Mukul Choudhary and the quiet between his sixes


Marvel all you may at any of Mukul Choudhary's seven sixes, but it was not the savagery that made it all so breathtaking. It was the silence, between deliveries and overs, between each shot he devised and delivered. An unbreachable halo of calm in the way he stood and moved, unbroken by the situation, the circumstance, or the fact that this was just his third IPL match.
Mukul is 21; he'll learn a lot about the game as he goes up. He hits 100-150 sixes a day; more of that will refine his bat-speed, timing, and everything else that comes in between. But he has sorted out something in his mind already. Just like everyone else, he feels pressure but is learning to "distract from it". He knows pressure won't go away but there are ways, and there are days, when it can be overridden by self-belief and skill.
At 104/5, 78 needed in seven overs, Lucknow needed a sane head. Across the next 12 balls, Mukul faced one delivery, watched Ayush Badoni walk back and Mohammed Shami walk in. None of the others to follow had crossed 20 in their T20 careers.

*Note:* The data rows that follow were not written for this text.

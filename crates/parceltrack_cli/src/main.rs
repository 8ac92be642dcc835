//! Demo walkthrough for the parcel lifecycle.
//!
//! # Responsibility
//! - Wire `parceltrack_core` together end to end against a real DB file.
//! - Keep output deterministic for quick local sanity checks.

use parceltrack_core::db::open_db;
use parceltrack_core::{
    default_log_level, init_logging, ClientId, ParcelService, SqliteParcelRepository,
};
use std::error::Error;
use std::path::PathBuf;

const DEFAULT_DB_FILE: &str = "tracker.db";
const DEMO_CLIENT: ClientId = 1000;

fn main() {
    if let Err(err) = run() {
        eprintln!("parceltrack: {err}");
        std::process::exit(1);
    }
}

fn run() -> Result<(), Box<dyn Error>> {
    let db_path = std::env::args()
        .nth(1)
        .map(PathBuf::from)
        .unwrap_or_else(|| PathBuf::from(DEFAULT_DB_FILE));

    init_file_logging();

    let conn = open_db(&db_path)?;
    let service = ParcelService::new(SqliteParcelRepository::try_new(&conn)?);

    let parcel = service.register(DEMO_CLIENT, "12 Packet Lane")?;
    println!(
        "registered parcel {} for client {}",
        parcel.number, parcel.client
    );

    service.change_address(parcel.number, "14 Packet Lane")?;
    println!(
        "address while registered: {}",
        service.parcel(parcel.number)?.address
    );

    service.next_status(parcel.number)?;
    println!(
        "parcel {} moved to {}",
        parcel.number,
        service.parcel(parcel.number)?.status
    );

    // Address and row are frozen once the parcel leaves `registered`;
    // both calls below report success without touching anything.
    service.change_address(parcel.number, "99 Nowhere Road")?;
    service.delete(parcel.number)?;
    let frozen = service.parcel(parcel.number)?;
    println!(
        "after sending, the address stays `{}` and the row survives deletion",
        frozen.address
    );

    let scrapped = service.register(DEMO_CLIENT, "7 Mistake Street")?;
    service.delete(scrapped.number)?;
    match service.parcel(scrapped.number) {
        Err(err) if err.is_not_found() => {
            println!("parcel {} deleted while registered", scrapped.number);
        }
        Ok(_) => println!("parcel {} unexpectedly survived deletion", scrapped.number),
        Err(err) => return Err(err.into()),
    }

    println!("parcels for client {DEMO_CLIENT}:");
    for parcel in service.client_parcels(DEMO_CLIENT)? {
        println!("{}", serde_json::to_string(&parcel)?);
    }

    Ok(())
}

/// File logging is best effort here; the walkthrough prints to stdout
/// either way.
fn init_file_logging() {
    let log_dir = match std::env::current_dir() {
        Ok(dir) => dir.join("logs"),
        Err(err) => {
            eprintln!("parceltrack: cannot resolve a log directory: {err}");
            return;
        }
    };
    if let Err(err) = init_logging(default_log_level(), &log_dir.to_string_lossy()) {
        eprintln!("parceltrack: file logging disabled: {err}");
    }
}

"When Ayush bhai got out, I knew whatever had to be done, only I have to do it. I wanted to take the game close, wasn't thinking about winning or losing".
Mukul faced 25 of the next 30 balls. Two overs in a row, he took a single off the fifth ball, giving Avesh Khan a ball to survive. He didn't do it in the 19th over. Cam Green pitched the last ball short and slow, and Mukul seized it, smacking it for a six over mid-wicket. Reduce the margin first, then take strike. Simple, clear thinking.
Mukul confesses to overthinking his batting, up until the eve of the game. In the team bus on the way to the stadium, Rishabh Pant told him not to try "this and that" in his batting, but to just hit it the way he sees it. And that he did.
For the first few balls though, Mukul looked a bit out-of-depth. He wasn't reading Sunil Narine and got stifled by Vaibhav Arora. But he stayed calm. At 6 off 9, and 50 needed off 21, he had the presence to premeditate another yorker. Two steps to the side, and an arrogant flick off the wrists. A helicopter, delivered to the long-on fence. He would later dedicate the knock to MS Dhoni.
Then came Kartik Tyagi, rolling his fingers over the ball, hoping for the pitch to do the rest. But Mukul's bat speed met it with such force that an agricultural swat carried it over cover. Mukul, clearly, has his own way of hitting sixes.
When Cam Green returned to deliver the crucial 19th over, Mukul would have been expecting more of those slow bouncers. He top-edged the first one but survived. The next one missed his pull and hit him on the back.
He asked for a change of gloves immediately. The pressure must have made the boy sweat, but what followed next didn't really confirm the theory. In ice-cool fashion akin to a seasoned finisher, he directed the next ball to the long-leg fence. And then, he didn't take a single off the last ball, but clobbered it leg-side, the sweet crunch of the six screeching through the cheers of the opposition crowd.
But Mukul looked unfazed, before that six and after. Between deliveries, he would walk to the side of the crease, crouch to his knees, take a moment, and get back. He later said it was to take deep breaths and blank out all the extra thoughts. Avesh Khan had things to say. Mukul heard some and refused some, showing his hand and staying put in his solitude when the input was too much. A closer look at him revealed the mini-acts that kept him focused: taking a few steps aside, adjusting the gap between his grip, crouching for a few breaths, tapping each glove, and then entering the cynosure again. At times, he would pause again to calculate the number of fielders, pointing and numbering them in his head.
It's this ability to detach and attach to a moment, filling the gap between balls with a little moment to himself, that stood out in the frenzy of a bungling chase. He looked calm, he faltered and mis-hit but stayed assured. He sweated to the point of changing gloves but stayed till the end to do the job. That temperament sticks out in a young cricketer.
And yes, he's got amazing wrists and bat-speed.
Those two combined to deliver the sucker punch, a ridiculous hit over covers, down on one knee, swatted with his wrists. The cleared front leg came back in place after the ball was flying away, balancing his tilting frame. Mukul stood up, went to his spot on the side, and did a little tap on his chest and a glove-raise to the skies.
About half an hour after he was on the pitch, hands folded to the Almighty with the winning run, Mukul made his way to the press-conference room. He calmly adjusted the mic and let out a big sigh. Another deep breath, no pressure this time. He had already done so many interviews that day, this one must feel like just another.
Mukul didn't mind the spotlight, much like he hadn't in the middle. He called it an opportunity to make a name and identity for himself. His name roughly translates to "blossoming" and what he grows into will be worth watching.